Glennerster A, Fitzgibbon A W, Hansard M E, 2000, "Calibrated direction of heading" Perception 29 ECVP Abstract Supplement
Calibrated direction of heading
A Glennerster, A W Fitzgibbon, M E Hansard
It has long been assumed that the visual system analyses retinal flow by decomposing it into rotational and translational flow (Longuet-Higgins and Prazdny, 1980 Proceedings of the Royal Society, Series B 208 385 - 397), where translational flow specifies heading direction. For a fixating observer, rotational and translational flow are tightly linked to one another, suggesting alternative heuristics may be used.
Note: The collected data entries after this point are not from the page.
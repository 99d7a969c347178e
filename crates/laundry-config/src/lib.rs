//! Configuration module for the laundry operations service.
//!
//! Configuration is read from TOML. Environment variables are substituted
//! before parsing (`${VAR}` or `${VAR:-default}`), and the result is validated
//! so the engine never starts with a dangling primary implementation.
//!
//! ## Modular Configuration Support
//!
//! Configurations can be split into multiple files:
//! - Use `include = ["backend.toml", "api.toml"]` to include other config files
//! - Each top-level section must be unique across all files (no duplicates allowed)

#[cfg(any(test, feature = "testing"))]
pub mod builders;
mod loader;

use laundry_types::UserSession;
use regex::Regex;
use serde::{Deserialize, Serialize};
use std::collections::HashMap;
use std::path::Path;
use std::str::FromStr;
use thiserror::Error;

#[cfg(any(test, feature = "testing"))]
pub use builders::config::ConfigBuilder;

/// Errors that can occur during configuration operations.
#[derive(Debug, Error)]
pub enum ConfigError {
	/// Error that occurs during file I/O operations.
	#[error("IO error: {0}")]
	Io(#[from] std::io::Error),
	/// Error that occurs when parsing TOML configuration.
	#[error("Configuration error: {0}")]
	Parse(String),
	/// Error that occurs when configuration validation fails.
	#[error("Validation error: {0}")]
	Validation(String),
}

impl From<toml::de::Error> for ConfigError {
	fn from(err: toml::de::Error) -> Self {
		// Keep the message only, the full input dump is not useful in logs
		ConfigError::Parse(err.message().to_string())
	}
}

/// Main configuration structure.
#[derive(Debug, Clone, Deserialize, Serialize)]
pub struct Config {
	/// Identity of this service instance.
	pub service: ServiceConfig,
	/// Session handed over by the authentication layer.
	pub session: UserSession,
	/// Local preference storage.
	pub storage: StorageConfig,
	/// Hosted platform (configuration, orders, branches, billing).
	pub backend: BackendConfig,
	/// Notification channels.
	#[serde(default)]
	pub notifications: NotificationsConfig,
	/// Status flow refresh settings.
	#[serde(default)]
	pub flow: FlowConfig,
	/// Subscription check settings.
	#[serde(default)]
	pub subscription: SubscriptionConfig,
	/// Configuration for the HTTP API server.
	pub api: Option<ApiConfig>,
}

#[derive(Debug, Clone, Deserialize, Serialize)]
pub struct ServiceConfig {
	/// Unique identifier for this instance, used in logs.
	pub id: String,
}

/// Configuration for the local preference storage.
#[derive(Debug, Clone, Deserialize, Serialize)]
pub struct StorageConfig {
	/// Which implementation to use as primary.
	pub primary: String,
	/// Map of storage implementation names to their configurations.
	pub implementations: HashMap<String, toml::Value>,
}

/// Configuration for the hosted platform backend.
#[derive(Debug, Clone, Deserialize, Serialize)]
pub struct BackendConfig {
	/// Which implementation to use as primary.
	pub primary: String,
	/// Map of backend implementation names to their configurations.
	pub implementations: HashMap<String, toml::Value>,
}

/// Configuration for notification delivery.
///
/// Every configured implementation receives every notification.
#[derive(Debug, Clone, Default, Deserialize, Serialize)]
pub struct NotificationsConfig {
	#[serde(default)]
	pub implementations: HashMap<String, toml::Value>,
}

#[derive(Debug, Clone, Deserialize, Serialize)]
pub struct FlowConfig {
	/// How often the operation steps are reloaded.
	#[serde(default = "default_flow_refresh_seconds")]
	pub refresh_interval_seconds: u64,
}

impl Default for FlowConfig {
	fn default() -> Self {
		Self {
			refresh_interval_seconds: default_flow_refresh_seconds(),
		}
	}
}

fn default_flow_refresh_seconds() -> u64 {
	300
}

#[derive(Debug, Clone, Deserialize, Serialize)]
pub struct SubscriptionConfig {
	/// How often the subscription snapshot is refreshed.
	#[serde(default = "default_subscription_refresh_seconds")]
	pub refresh_interval_seconds: u64,
}

impl Default for SubscriptionConfig {
	fn default() -> Self {
		Self {
			refresh_interval_seconds: default_subscription_refresh_seconds(),
		}
	}
}

fn default_subscription_refresh_seconds() -> u64 {
	900
}

/// Configuration for the HTTP API server.
#[derive(Debug, Clone, Deserialize, Serialize)]
pub struct ApiConfig {
	/// Whether the API server is enabled.
	#[serde(default)]
	pub enabled: bool,
	/// Host address to bind the server to.
	#[serde(default = "default_api_host")]
	pub host: String,
	/// Port to bind the server to.
	#[serde(default = "default_api_port")]
	pub port: u16,
	/// Request timeout in seconds.
	#[serde(default = "default_api_timeout")]
	pub timeout_seconds: u64,
	/// CORS configuration.
	pub cors: Option<CorsConfig>,
}

/// CORS configuration.
#[derive(Debug, Clone, Deserialize, Serialize)]
pub struct CorsConfig {
	/// Allowed origins for CORS.
	pub allowed_origins: Vec<String>,
}

fn default_api_host() -> String {
	"127.0.0.1".to_string()
}

fn default_api_port() -> u16 {
	3000
}

fn default_api_timeout() -> u64 {
	30
}

/// Longest refresh interval accepted for periodic tasks.
const MAX_REFRESH_SECONDS: u64 = 86_400;

/// Resolves environment variables in a string.
///
/// Replaces ${VAR_NAME} with the value of the environment variable VAR_NAME.
/// Supports default values with ${VAR_NAME:-default_value}.
///
/// Input strings are limited to 1MB.
pub(crate) fn resolve_env_vars(input: &str) -> Result<String, ConfigError> {
	const MAX_INPUT_SIZE: usize = 1024 * 1024;
	if input.len() > MAX_INPUT_SIZE {
		return Err(ConfigError::Validation(format!(
			"Configuration file too large: {} bytes (max: {} bytes)",
			input.len(),
			MAX_INPUT_SIZE
		)));
	}

	let re = Regex::new(r"\$\{([A-Z_][A-Z0-9_]{0,127})(?::-([^}]{0,256}))?\}")
		.map_err(|e| ConfigError::Parse(format!("Regex error: {}", e)))?;

	let mut result = String::with_capacity(input.len());
	let mut last_end = 0;

	for cap in re.captures_iter(input) {
		let (Some(full_match), Some(var_name)) = (cap.get(0), cap.get(1)) else {
			continue;
		};
		let value = match std::env::var(var_name.as_str()) {
			Ok(v) => v,
			Err(_) => match cap.get(2) {
				Some(default) => default.as_str().to_string(),
				None => {
					return Err(ConfigError::Validation(format!(
						"Environment variable '{}' not found",
						var_name.as_str()
					)))
				},
			},
		};

		result.push_str(&input[last_end..full_match.start()]);
		result.push_str(&value);
		last_end = full_match.end();
	}
	result.push_str(&input[last_end..]);

	Ok(result)
}

impl Config {
	/// Loads configuration from a file, following `include` directives.
	pub async fn from_file(path: &str) -> Result<Self, ConfigError> {
		let path_buf = Path::new(path);
		let base_dir = path_buf.parent().unwrap_or_else(|| Path::new("."));

		let mut loader = loader::ConfigLoader::new(base_dir);
		let file_name = path_buf
			.file_name()
			.ok_or_else(|| ConfigError::Validation(format!("Invalid path: {}", path)))?;
		loader.load_config(file_name).await
	}

	/// Validates the configuration.
	///
	/// Checks that identifiers are present, that every primary implementation
	/// is configured, and that refresh intervals are within (0, 24h].
	fn validate(&self) -> Result<(), ConfigError> {
		if self.service.id.trim().is_empty() {
			return Err(ConfigError::Validation("Service ID cannot be empty".into()));
		}
		if self.session.user_id.trim().is_empty() {
			return Err(ConfigError::Validation(
				"Session user_id cannot be empty".into(),
			));
		}
		if !self.session.role.can_switch_scope() && self.session.branch_id.is_none() {
			return Err(ConfigError::Validation(format!(
				"Role '{}' is bound to a branch: session branch_id is required",
				self.session.role
			)));
		}

		validate_primary("storage", &self.storage.primary, &self.storage.implementations)?;
		validate_primary("backend", &self.backend.primary, &self.backend.implementations)?;

		validate_interval("flow.refresh_interval_seconds", self.flow.refresh_interval_seconds)?;
		validate_interval(
			"subscription.refresh_interval_seconds",
			self.subscription.refresh_interval_seconds,
		)?;

		if let Some(ref api) = self.api {
			if api.enabled && api.timeout_seconds == 0 {
				return Err(ConfigError::Validation(
					"api.timeout_seconds must be greater than 0".into(),
				));
			}
		}

		Ok(())
	}
}

fn validate_primary(
	section: &str,
	primary: &str,
	implementations: &HashMap<String, toml::Value>,
) -> Result<(), ConfigError> {
	if implementations.is_empty() {
		return Err(ConfigError::Validation(format!(
			"At least one {} implementation must be configured",
			section
		)));
	}
	if primary.is_empty() {
		return Err(ConfigError::Validation(format!(
			"{} primary implementation cannot be empty",
			section
		)));
	}
	if !implementations.contains_key(primary) {
		return Err(ConfigError::Validation(format!(
			"Primary {} '{}' not found in implementations",
			section, primary
		)));
	}
	Ok(())
}

fn validate_interval(name: &str, seconds: u64) -> Result<(), ConfigError> {
	if seconds == 0 {
		return Err(ConfigError::Validation(format!(
			"{} must be greater than 0",
			name
		)));
	}
	if seconds > MAX_REFRESH_SECONDS {
		return Err(ConfigError::Validation(format!(
			"{} cannot exceed {} (24 hours)",
			name, MAX_REFRESH_SECONDS
		)));
	}
	Ok(())
}

/// Parses a TOML string, resolving environment variables and validating the
/// result.
impl FromStr for Config {
	type Err = ConfigError;

	fn from_str(s: &str) -> Result<Self, Self::Err> {
		let resolved = resolve_env_vars(s)?;
		let config: Config = toml::from_str(&resolved)?;
		config.validate()?;
		Ok(config)
	}
}
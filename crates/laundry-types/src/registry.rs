//! Registry trait for self-registering implementations.

/// Base trait for implementation registries.
///
/// Every pluggable implementation (storage, backend, notification channel)
/// exposes a `Registry` type declaring the name it is configured under and the
/// factory that builds it from its TOML table.
pub trait ImplementationRegistry {
	/// Name of the implementation table, e.g. `memory` for
	/// `[storage.implementations.memory]`.
	const NAME: &'static str;

	/// Factory function type of the owning module.
	type Factory;

	fn factory() -> Self::Factory;
}
impl LaundryEngine {
	pub fn new(
		config: Config,
		storage: Arc<StorageService>,
		backend: BackendService,
		notifications: Arc<NotificationService>,
		event_bus: event_bus::EventBus,
	) -> Self {
		let registry = Arc::new(ArcSwap::from_pointee(StatusFlowRegistry::empty()));

		let order_handler = Arc::new(OrderHandler::new(
			backend.orders.clone(),
			registry.clone(),
			event_bus.clone(),
		));

		let notification_handler =
			Arc::new(NotificationHandler::new(notifications, registry.clone()));

		Self {
			config,
			storage,
			backend,
			event_bus,
			registry,
			sessions: Arc::new(Mutex::new(HashMap::new())),
			order_handler,
			notification_handler,
		}
	}

	/// Main loop: periodic flow and subscription refreshes plus event
	/// dispatch, until ctrl-c.
	pub async fn run(&self) -> Result<(), EngineError> {
		let mut event_receiver = self.event_bus.subscribe();

		let mut flow_interval = tokio::time::interval(Duration::from_secs(
			self.config.flow.refresh_interval_seconds,
		));
		let mut subscription_interval = tokio::time::interval(Duration::from_secs(
			self.config.subscription.refresh_interval_seconds,
		));
		// The first tick completes immediately; initialize() already loaded both
		flow_interval.tick().await;
		subscription_interval.tick().await;

		let semaphore = Arc::new(Semaphore::new(MAX_CONCURRENT_HANDLERS));

		loop {
			tokio::select! {
				_ = flow_interval.tick() => {
					self.spawn_handler(&semaphore, |engine| async move {
						engine.reload_flow().await.map(|_| ())
					})
					.await;
				}

				_ = subscription_interval.tick() => {
					self.spawn_handler(&semaphore, |engine| async move {
						engine.refresh_subscriptions().await;
						Ok(())
					})
					.await;
				}

				event = event_receiver.recv() => {
					match event {
						Ok(event) => self.dispatch_event(event, &semaphore).await,
						Err(RecvError::Lagged(skipped)) => {
							tracing::warn!(skipped, "Event receiver lagged, events dropped");
						}
						Err(RecvError::Closed) => break,
					}
				}

				_ = tokio::signal::ctrl_c() => {
					break;
				}
			}
		}

		self.shutdown().await
	}

	async fn dispatch_event(&self, event: LaundryEvent, semaphore: &Arc<Semaphore>) {
		match event {
			LaundryEvent::Order(OrderEvent::Created { order }) => {
				self.spawn_handler(semaphore, move |engine| async move {
					engine.notification_handler.handle_created(&order).await;
					Ok(())
				})
				.await;
			}

			LaundryEvent::Order(OrderEvent::StatusChanged {
				ticket_code,
				customer_name,
				to,
				..
			}) => {
				self.spawn_handler(semaphore, move |engine| async move {
					engine
						.notification_handler
						.handle_status_changed(&ticket_code, &customer_name, &to)
						.await;
					Ok(())
				})
				.await;
			}

			_ => {}
		}
	}

	/// Reloads operation steps and swaps in a new registry. On failure the
	/// previous registry stays in place.
	pub async fn reload_flow(&self) -> Result<usize, EngineError> {
		let steps = match self.backend.steps.operation_steps().await {
			Ok(steps) => steps,
			Err(e) => {
				tracing::warn!(error = %e, "Failed to load operation steps, keeping previous flow");
				return Err(EngineError::Service(e.to_string()));
			}
		};

		let registry = StatusFlowRegistry::new(steps);
		let active = registry.status_flow().len();
		if active == 0 {
			tracing::warn!("No active operation steps configured");
		}
		tracing::debug!(steps = registry.steps().len(), active, "Flow reloaded");
		self.registry.store(Arc::new(registry));
		Ok(active)
	}

	/// Current flow snapshot.
	pub fn flow(&self) -> Arc<StatusFlowRegistry> {
		self.registry.load_full()
	}

	/// Opens the session of the acting user, waiting for any request of the
	/// same user to finish. The scope is resolved again, and its subscription
	/// checked, whenever the user shows up with a different session.
	pub async fn session(&self, user: UserSession) -> SessionHandle {
		let context = self.context_for(&user.user_id);
		let turn = context.take_turn().await;

		if context.scope.session().await.as_ref() != Some(&user) {
			tracing::info!(user_id = %user.user_id, role = %user.role, "Resolving session");
			context.scope.resolve_session(user).await;
			context.refresh_subscription().await;
		}

		SessionHandle {
			context,
			registry: self.registry.clone(),
			order_handler: self.order_handler.clone(),
			event_bus: self.event_bus.clone(),
			_turn: turn,
		}
	}

	/// Opens the session configured for this service instance.
	pub async fn default_session(&self) -> SessionHandle {
		self.session(self.config.session.clone()).await
	}

	/// Rechecks the subscription of every open session.
	pub async fn refresh_subscriptions(&self) {
		for context in self.contexts() {
			let _turn = context.take_turn().await;
			context.refresh_subscription().await;
		}
	}

	/// Returns a reference to the event bus.
	pub fn event_bus(&self) -> &event_bus::EventBus {
		&self.event_bus
	}

	/// Returns a reference to the configuration.
	pub fn config(&self) -> &Config {
		&self.config
	}

	/// Returns a reference to the storage service.
	pub fn storage(&self) -> &Arc<StorageService> {
		&self.storage
	}

	fn context_for(&self, user_id: &str) -> Arc<SessionContext> {
		self.sessions
			.lock()
			.unwrap_or_else(PoisonError::into_inner)
			.entry(user_id.to_string())
			.or_insert_with(|| {
				Arc::new(SessionContext::new(
					&self.backend,
					self.storage.clone(),
					self.event_bus.clone(),
				))
			})
			.clone()
	}

	pub(crate) fn contexts(&self) -> Vec<Arc<SessionContext>> {
		self.sessions
			.lock()
			.unwrap_or_else(PoisonError::into_inner)
			.values()
			.cloned()
			.collect()
	}

	/// Spawns a handler task, holding a semaphore permit while it runs.
	async fn spawn_handler<F, Fut>(&self, semaphore: &Arc<Semaphore>, handler: F)
	where
		F: FnOnce(LaundryEngine) -> Fut + Send + 'static,
		Fut: Future<Output = Result<(), EngineError>> + Send,
	{
		let engine = self.clone();
		match semaphore.clone().acquire_owned().await {
			Ok(permit) => {
				tokio::spawn(async move {
					let _permit = permit;
					if let Err(e) = handler(engine).await {
						tracing::error!("Handler error: {}", e);
					}
				});
			}
			Err(e) => {
				tracing::error!("Failed to acquire semaphore permit: {}", e);
			}
		}
	}
}
//! Broadcast channel connecting the engine components.
//!
//! Every subscriber sees every event published after it subscribed. Publishing
//! with no subscribers is not an error worth reporting, so callers usually
//! discard the result.

use laundry_types::LaundryEvent;
use tokio::sync::broadcast;

#[derive(Clone)]
pub struct EventBus {
	sender: broadcast::Sender<LaundryEvent>,
}

impl EventBus {
	pub fn new(capacity: usize) -> Self {
		let (sender, _) = broadcast::channel(capacity);
		Self { sender }
	}

	pub fn subscribe(&self) -> broadcast::Receiver<LaundryEvent> {
		self.sender.subscribe()
	}

	/// Returns the number of subscribers that received the event.
	pub fn publish(
		&self,
		event: LaundryEvent,
	) -> Result<usize, broadcast::error::SendError<LaundryEvent>> {
		self.sender.send(event)
	}
}

#[cfg(test)]
mod tests {
	use super::*;
	use laundry_types::{LaundryEvent, ScopeEvent};

	#[tokio::test]
	async fn test_publish_reaches_subscribers() {
		let bus = EventBus::new(8);
		let mut receiver = bus.subscribe();

		bus.publish(LaundryEvent::Scope(ScopeEvent::BranchChanged {
			laundry_id: "l-1".into(),
			branch_id: None,
		}))
		.unwrap();

		match receiver.recv().await.unwrap() {
			LaundryEvent::Scope(ScopeEvent::BranchChanged { laundry_id, branch_id }) => {
				assert_eq!(laundry_id, "l-1");
				assert_eq!(branch_id, None);
			}
			other => panic!("unexpected event: {:?}", other),
		}
	}

	#[test]
	fn test_publish_without_subscribers_fails_quietly() {
		let bus = EventBus::new(8);
		assert!(bus
			.publish(LaundryEvent::Scope(ScopeEvent::LaundryChanged {
				laundry_id: "l-1".into(),
				branch_count: 0,
			}))
			.is_err());
	}
}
Here we show how the following information can be computed, with increasing levels of precision. For a set of translations in the base plane (containing the fixation point and the translating optic centre): (i) divide the translations into two groups with respect to the fixation point, for example 'left' and 'right'; (ii) recover the component of translation perpendicular to the line of sight up to some unknown scale factor (k1) and the component along the line of sight up to a different scale factor (k2); and (iii) recover the ratio k1:k2 , providing a fully calibrated estimate of the directions of heading. Two elements of this scheme support it as a biologically plausible hypothesis. First, it is valuable if the observer maintains fixation on a point as (s)he moves. Second, there are intermediate stages, each providing useful information.